Dataset entries
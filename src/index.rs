//! Bidirectional mapping between external IDs and dense matrix indices
//!
//! Matrix rows and columns are positional; callers speak in catalog IDs.
//! An `IdIndex` is built once per model rebuild and frozen with it.

use std::collections::HashMap;

/// Frozen ID ↔ position mapping for one model snapshot
#[derive(Debug, Clone, Default)]
pub struct IdIndex {
    to_pos: HashMap<u64, usize>,
    to_id: Vec<u64>,
}

impl IdIndex {
    /// Build from an ID sequence, keeping first-seen order and dropping
    /// duplicates
    pub fn from_ids<I: IntoIterator<Item = u64>>(ids: I) -> Self {
        let mut index = Self::default();
        for id in ids {
            if !index.to_pos.contains_key(&id) {
                index.to_pos.insert(id, index.to_id.len());
                index.to_id.push(id);
            }
        }
        index
    }

    pub fn len(&self) -> usize {
        self.to_id.len()
    }

    pub fn is_empty(&self) -> bool {
        self.to_id.is_empty()
    }

    /// Dense position of an external ID, if known
    #[inline]
    pub fn position(&self, id: u64) -> Option<usize> {
        self.to_pos.get(&id).copied()
    }

    pub fn contains(&self, id: u64) -> bool {
        self.to_pos.contains_key(&id)
    }

    /// External ID at a dense position
    ///
    /// Positions always come from this index or from iterating a matrix row
    /// of matching width, so out-of-range access is a logic error.
    #[inline]
    pub fn id_at(&self, pos: usize) -> u64 {
        debug_assert!(pos < self.to_id.len());
        self.to_id[pos]
    }

    /// All known IDs in dense order
    pub fn ids(&self) -> &[u64] {
        &self.to_id
    }
}
//! Statistics aggregator tests
//!
//! Covers both write passes against in-memory source and store:
//! - Product rows with CTR, bounce rate, engagement, and unique counts
//! - Replacement semantics of the product pass
//! - Category rollups per configured dimension with summary statistics
//! - Best-effort category passes when the store misbehaves
//!
//! Run with: `cargo test --test stats_tests`

use std::sync::atomic::{AtomicBool, AtomicUsize, Ordering};
use std::sync::Arc;

use anyhow::bail;
use async_trait::async_trait;
use shoprec::source::{InMemorySource, InMemoryStatsStore, StatsStore};
use shoprec::stats::StatsAggregator;
use shoprec::types::{
    Action, CategoryDimension, CategoryStats, InteractionEvent, Product, ProductStats,
};

// ═══════════════════════════════════════════════════════════════════════
// Test infrastructure
// ═══════════════════════════════════════════════════════════════════════

const EPS: f64 = 1e-9;

fn product(id: u64, category: &str, color: &str) -> Product {
    Product {
        id,
        title: format!("product-{id}"),
        category: category.to_string(),
        price: 42.0,
        color: color.to_string(),
        material: "wool".to_string(),
        sizes: vec!["m".to_string()],
        brand: "acme".to_string(),
    }
}

/// p1 (shirts/red): 3 views by distinct users, 1 click.
/// p2 (shirts/blue): 1 view, no clicks.
/// p3 (pants/red): 1 view, 1 click by the same user.
fn seeded_source() -> Arc<InMemorySource> {
    let source = Arc::new(InMemorySource::new());
    source.add_product(product(1, "shirts", "red"));
    source.add_product(product(2, "shirts", "blue"));
    source.add_product(product(3, "pants", "red"));
    for (user_id, product_id, action) in [
        (1, 1, Action::View),
        (2, 1, Action::View),
        (3, 1, Action::View),
        (1, 1, Action::Click),
        (1, 2, Action::View),
        (2, 3, Action::View),
        (2, 3, Action::Click),
    ] {
        source.add_event(InteractionEvent::new(user_id, product_id, action));
    }
    source
}

fn aggregator(
    source: Arc<InMemorySource>,
    store: Arc<InMemoryStatsStore>,
    dimensions: Vec<CategoryDimension>,
) -> StatsAggregator {
    StatsAggregator::new(source, store, dimensions)
}

/// Store wrapper with switchable failures and an attempt counter
#[derive(Default)]
struct FailingStore {
    inner: InMemoryStatsStore,
    fail_products: AtomicBool,
    fail_categories: AtomicBool,
    category_attempts: AtomicUsize,
}

#[async_trait]
impl StatsStore for FailingStore {
    async fn replace_product_stats(&self, rows: Vec<ProductStats>) -> anyhow::Result<()> {
        if self.fail_products.load(Ordering::SeqCst) {
            bail!("stats db offline");
        }
        self.inner.replace_product_stats(rows).await
    }

    async fn upsert_category_stats(&self, rows: Vec<CategoryStats>) -> anyhow::Result<()> {
        self.category_attempts.fetch_add(1, Ordering::SeqCst);
        if self.fail_categories.load(Ordering::SeqCst) {
            bail!("stats db offline");
        }
        self.inner.upsert_category_stats(rows).await
    }
}

// ═══════════════════════════════════════════════════════════════════════
// Product pass
// ═══════════════════════════════════════════════════════════════════════

#[tokio::test]
async fn test_product_rows_carry_all_derived_fields() {
    let store = Arc::new(InMemoryStatsStore::new());
    let stats = aggregator(seeded_source(), store.clone(), vec![]);
    stats.rebuild_stats().await.expect("rebuild");

    let row = store.product_stats_for(1).expect("row for product 1");
    assert_eq!(row.views, 3);
    assert_eq!(row.clicks, 1);
    assert!((row.ctr - 1.0 / 3.0).abs() < EPS);
    assert!((row.bounce_rate - 2.0 / 3.0).abs() < EPS);
    assert_eq!(row.engagement, 4);
    assert_eq!(row.unique_view_count, 3);
    assert_eq!(row.unique_click_count, 1);

    let row = store.product_stats_for(3).expect("row for product 3");
    assert!((row.ctr - 1.0).abs() < EPS);
    assert!((row.bounce_rate - 0.0).abs() < EPS);
    assert_eq!(row.engagement, 2);
}

#[tokio::test]
async fn test_products_without_events_get_no_row() {
    let source = seeded_source();
    source.add_product(product(4, "hats", "green"));
    let store = Arc::new(InMemoryStatsStore::new());
    let stats = aggregator(source, store.clone(), vec![]);
    stats.rebuild_stats().await.expect("rebuild");

    assert_eq!(store.product_stats().len(), 3);
    assert!(store.product_stats_for(4).is_none());
}

#[tokio::test]
async fn test_product_pass_replaces_wholesale() {
    let source = seeded_source();
    let store = Arc::new(InMemoryStatsStore::new());
    let stats = aggregator(source.clone(), store.clone(), vec![]);
    stats.rebuild_stats().await.expect("first rebuild");
    assert_eq!(store.product_stats().len(), 3);

    // shrink the history; stale rows must not linger
    source.clear_events();
    source.add_event(InteractionEvent::new(9, 2, Action::View));
    stats.rebuild_stats().await.expect("second rebuild");

    let rows = store.product_stats();
    assert_eq!(rows.len(), 1);
    assert_eq!(rows[0].product_id, 2);
    assert_eq!(rows[0].views, 1);
}

// ═══════════════════════════════════════════════════════════════════════
// Category passes
// ═══════════════════════════════════════════════════════════════════════

#[tokio::test]
async fn test_category_rollups_group_by_each_dimension() {
    let store = Arc::new(InMemoryStatsStore::new());
    let stats = aggregator(
        seeded_source(),
        store.clone(),
        vec![CategoryDimension::Category, CategoryDimension::Color],
    );
    stats.rebuild_stats().await.expect("rebuild");

    let shirts = store
        .category_stats_for(CategoryDimension::Category, "shirts")
        .expect("shirts rollup");
    assert_eq!(shirts.product_count, 2);
    assert_eq!(shirts.views, 4);
    assert_eq!(shirts.clicks, 1);

    let red = store
        .category_stats_for(CategoryDimension::Color, "red")
        .expect("red rollup");
    assert_eq!(red.product_count, 2);
    assert_eq!(red.views, 4);
    assert_eq!(red.clicks, 2);

    let blue = store
        .category_stats_for(CategoryDimension::Color, "blue")
        .expect("blue rollup");
    assert_eq!(blue.product_count, 1);
    assert_eq!(blue.views, 1);
    assert_eq!(blue.clicks, 0);
}

#[tokio::test]
async fn test_category_summaries_use_population_statistics() {
    let store = Arc::new(InMemoryStatsStore::new());
    let stats = aggregator(
        seeded_source(),
        store.clone(),
        vec![CategoryDimension::Category],
    );
    stats.rebuild_stats().await.expect("rebuild");

    // shirts CTRs are [1/3, 0]
    let shirts = store
        .category_stats_for(CategoryDimension::Category, "shirts")
        .expect("shirts rollup");
    assert!((shirts.ctr.mean - 1.0 / 6.0).abs() < EPS);
    assert!((shirts.ctr.std_dev - 1.0 / 6.0).abs() < EPS);
    assert!((shirts.ctr.p25 - 1.0 / 12.0).abs() < EPS);
    assert!((shirts.ctr.p75 - 0.25).abs() < EPS);
    assert!((shirts.engagement.mean - 2.5).abs() < EPS);

    // single-product group collapses every summary onto that product
    let pants = store
        .category_stats_for(CategoryDimension::Category, "pants")
        .expect("pants rollup");
    assert!((pants.ctr.mean - 1.0).abs() < EPS);
    assert!((pants.ctr.std_dev - 0.0).abs() < EPS);
    assert!((pants.ctr.p25 - 1.0).abs() < EPS);
    assert!((pants.ctr.p75 - 1.0).abs() < EPS);
}

#[tokio::test]
async fn test_unconfigured_dimensions_are_skipped() {
    let store = Arc::new(InMemoryStatsStore::new());
    let stats = aggregator(
        seeded_source(),
        store.clone(),
        vec![CategoryDimension::Color],
    );
    stats.rebuild_stats().await.expect("rebuild");

    assert!(store
        .category_stats_for(CategoryDimension::Category, "shirts")
        .is_none());
    assert!(store
        .category_stats_for(CategoryDimension::Color, "red")
        .is_some());
}

// ═══════════════════════════════════════════════════════════════════════
// Failure handling
// ═══════════════════════════════════════════════════════════════════════

#[tokio::test]
async fn test_category_failures_are_best_effort() {
    let store = Arc::new(FailingStore::default());
    store.fail_categories.store(true, Ordering::SeqCst);
    let stats = StatsAggregator::new(
        seeded_source(),
        store.clone(),
        vec![CategoryDimension::Category, CategoryDimension::Color],
    );

    let err = stats.rebuild_stats().await.unwrap_err();
    assert_eq!(err.code(), "REBUILD_FAILED");

    // both dimensions were attempted despite the first failing
    assert_eq!(store.category_attempts.load(Ordering::SeqCst), 2);
    // the product pass landed before the category failures
    assert_eq!(store.inner.product_stats().len(), 3);
}

#[tokio::test]
async fn test_product_pass_failure_aborts_the_rebuild() {
    let store = Arc::new(FailingStore::default());
    store.fail_products.store(true, Ordering::SeqCst);
    let stats = StatsAggregator::new(
        seeded_source(),
        store.clone(),
        vec![CategoryDimension::Category],
    );

    let err = stats.rebuild_stats().await.unwrap_err();
    assert_eq!(err.code(), "REBUILD_FAILED");
    assert_eq!(store.category_attempts.load(Ordering::SeqCst), 0);
}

§ **Directions**
Lines from the one containing "the category failures" through the last line of the records, both included, are the only ones to print, each exactly as it is.

§ **Answer space**
    // the product pass landed before the category failures
    assert_eq!(store.inner.product_stats().len(), 3);
}

#[tokio::test]
async fn test_product_pass_failure_aborts_the_rebuild() {
    let store = Arc::new(FailingStore::default());
    store.fail_products.store(true, Ordering::SeqCst);
    let stats = StatsAggregator::new(
        seeded_source(),
        store.clone(),
        vec![CategoryDimension::Category],
    );

    let err = stats.rebuild_stats().await.unwrap_err();
    assert_eq!(err.code(), "REBUILD_FAILED");
    assert_eq!(store.category_attempts.load(Ordering::SeqCst), 0);
}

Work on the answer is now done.